▸ **WORK TO COMPLETE**: Return each line of the records below that contains the word "PublishReport".

#### SUPPLIED INFORMATION

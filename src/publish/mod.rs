//! Outbound live events: one JSON object per classified packet, fanned out to every sink.
//!
//! Delivery is at-most-once. A failing sink is logged and counted; the other sinks still get
//! the event and the pipeline moves on.

mod http;
mod sinks;

pub use http::HttpSink;
pub use sinks::{BroadcastSink, NdjsonSink};

use crate::config::SinkConfig;
use crate::error::Result;
use crate::model::{ClassificationResult, Label};
use chrono::Local;
use serde::{Deserialize, Serialize};
use std::time::Duration;
use tokio::sync::broadcast;
use tracing::warn;

/// Event shape consumed by the live dashboard. Field names are part of its contract.
#[derive(Debug, Clone, PartialEq, Serialize, Deserialize)]
pub struct LiveEvent {
    /// HH:MM:SS, local time
    pub time: String,
    pub src: String,
    pub dst: String,
    pub label: Label,
    pub alert: bool,
}

impl From<&ClassificationResult> for LiveEvent {
    fn from(r: &ClassificationResult) -> Self {
        Self {
            time: r
                .observed_at
                .with_timezone(&Local)
                .format("%H:%M:%S")
                .to_string(),
            src: r.src.to_string(),
            dst: r.dst.to_string(),
            label: r.label,
            alert: r.alert,
        }
    }
}

/// A destination for serialized events. `send` may block briefly but must return.
pub trait EventSink: Send + Sync {
    fn name(&self) -> &str;
    fn send(&self, payload: &str) -> Result<()>;
}

#[derive(Debug, Clone, Copy, Default, PartialEq, Eq)]
pub struct PublishReport {
    pub delivered: usize,
    pub failed: usize,
}

#[derive(Default)]
pub struct EventPublisher {
    sinks: Vec<Box<dyn EventSink>>,
    broadcast: Option<broadcast::Sender<String>>,
}

impl EventPublisher {
    pub fn new() -> Self {
        Self::default()
    }

    pub fn with_sink(mut self, sink: impl EventSink + 'static) -> Self {
        self.sinks.push(Box::new(sink));
        self
    }

    /// Adds a broadcast sink and remembers it for [`EventPublisher::subscribe`].
    pub fn with_broadcast(mut self, sink: BroadcastSink) -> Self {
        if self.broadcast.is_none() {
            self.broadcast = Some(sink.sender());
        }
        self.with_sink(sink)
    }

    pub fn from_config(configs: &[SinkConfig]) -> Result<Self> {
        let mut publisher = Self::new();
        for config in configs {
            publisher = match config {
                SinkConfig::Stdout => publisher.with_sink(NdjsonSink::stdout()),
                SinkConfig::Broadcast { capacity } => {
                    publisher.with_broadcast(BroadcastSink::new(*capacity))
                }
                SinkConfig::Http {
                    endpoint,
                    timeout_ms,
                    max_retries,
                } => publisher.with_sink(HttpSink::new(
                    endpoint,
                    Duration::from_millis(*timeout_ms),
                    *max_retries,
                )?),
            };
        }
        Ok(publisher)
    }

    /// Live feed from the first broadcast sink, if one is configured.
    pub fn subscribe(&self) -> Option<broadcast::Receiver<String>> {
        self.broadcast.as_ref().map(|tx| tx.subscribe())
    }

    pub fn sink_names(&self) -> Vec<&str> {
        self.sinks.iter().map(|s| s.name()).collect()
    }

    pub fn publish(&self, result: &ClassificationResult) -> PublishReport {
        let event = LiveEvent::from(result);
        let payload = match serde_json::to_string(&event) {
            Ok(p) => p,
            Err(e) => {
                warn!(seq = result.seq, error = %e, "event serialization failed");
                return PublishReport {
                    delivered: 0,
                    failed: self.sinks.len(),
                };
            }
        };

        let mut report = PublishReport::default();
        for sink in &self.sinks {
            match sink.send(&payload) {
                Ok(()) => report.delivered += 1,
                Err(e) => {
                    report.failed += 1;
                    warn!(sink = sink.name(), seq = result.seq, error = %e, "publish failed");
                }
            }
        }
        report
    }
}

#[cfg(test)]
mod tests {
    use super::*;
    use crate::capture::{PacketRecord, Protocol};
    use crate::error::SensorError;
    use chrono::{TimeZone, Utc};

    struct Broken;

    impl EventSink for Broken {
        fn name(&self) -> &str {
            "broken"
        }

        fn send(&self, _payload: &str) -> Result<()> {
            Err(SensorError::PublishFailure {
                sink: "broken".into(),
                reason: "always".into(),
            })
        }
    }

    fn result(label: Label) -> ClassificationResult {
        let pkt = PacketRecord {
            ts_us: 0,
            src: "192.168.0.10".parse().unwrap(),
            dst: "8.8.8.8".parse().unwrap(),
            length: 80,
            protocol: Protocol::Udp,
        };
        ClassificationResult::new(3, &pkt, label, Utc.with_ymd_and_hms(2024, 5, 1, 12, 0, 0).unwrap())
    }

    #[test]
    fn live_event_has_dashboard_fields() {
        let event = LiveEvent::from(&result(Label::Probe));
        let json: serde_json::Value = serde_json::to_value(&event).unwrap();
        let obj = json.as_object().unwrap();
        let mut keys: Vec<&str> = obj.keys().map(|k| k.as_str()).collect();
        keys.sort_unstable();
        assert_eq!(keys, vec!["alert", "dst", "label", "src", "time"]);
        assert_eq!(obj["src"], "192.168.0.10");
        assert_eq!(obj["dst"], "8.8.8.8");
        assert_eq!(obj["label"], "Probe");
        assert_eq!(obj["alert"], true);

        let time = obj["time"].as_str().unwrap();
        assert_eq!(time.len(), 8);
        assert_eq!(time.as_bytes()[2], b':');
        assert_eq!(time.as_bytes()[5], b':');
    }

    #[test]
    fn failing_sink_does_not_block_others() {
        let bus = BroadcastSink::new(8);
        let publisher = EventPublisher::new().with_sink(Broken).with_broadcast(bus);
        let mut rx = publisher.subscribe().unwrap();

        let report = publisher.publish(&result(Label::Benign));
        assert_eq!(report, PublishReport { delivered: 1, failed: 1 });

        let got: LiveEvent = serde_json::from_str(&rx.try_recv().unwrap()).unwrap();
        assert_eq!(got.label, Label::Benign);
        assert!(!got.alert);
    }

    #[test]
    fn from_config_builds_every_sink() {
        let publisher = EventPublisher::from_config(&[
            SinkConfig::Stdout,
            SinkConfig::Broadcast { capacity: 4 },
        ])
        .unwrap();
        assert_eq!(publisher.sink_names(), vec!["stdout", "broadcast"]);
        assert!(publisher.subscribe().is_some());
    }
}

########

▸ **RESULT BELOW**:
pub struct PublishReport {
    pub fn publish(&self, result: &ClassificationResult) -> PublishReport {
                return PublishReport {
        let mut report = PublishReport::default();
        assert_eq!(report, PublishReport { delivered: 1, failed: 1 });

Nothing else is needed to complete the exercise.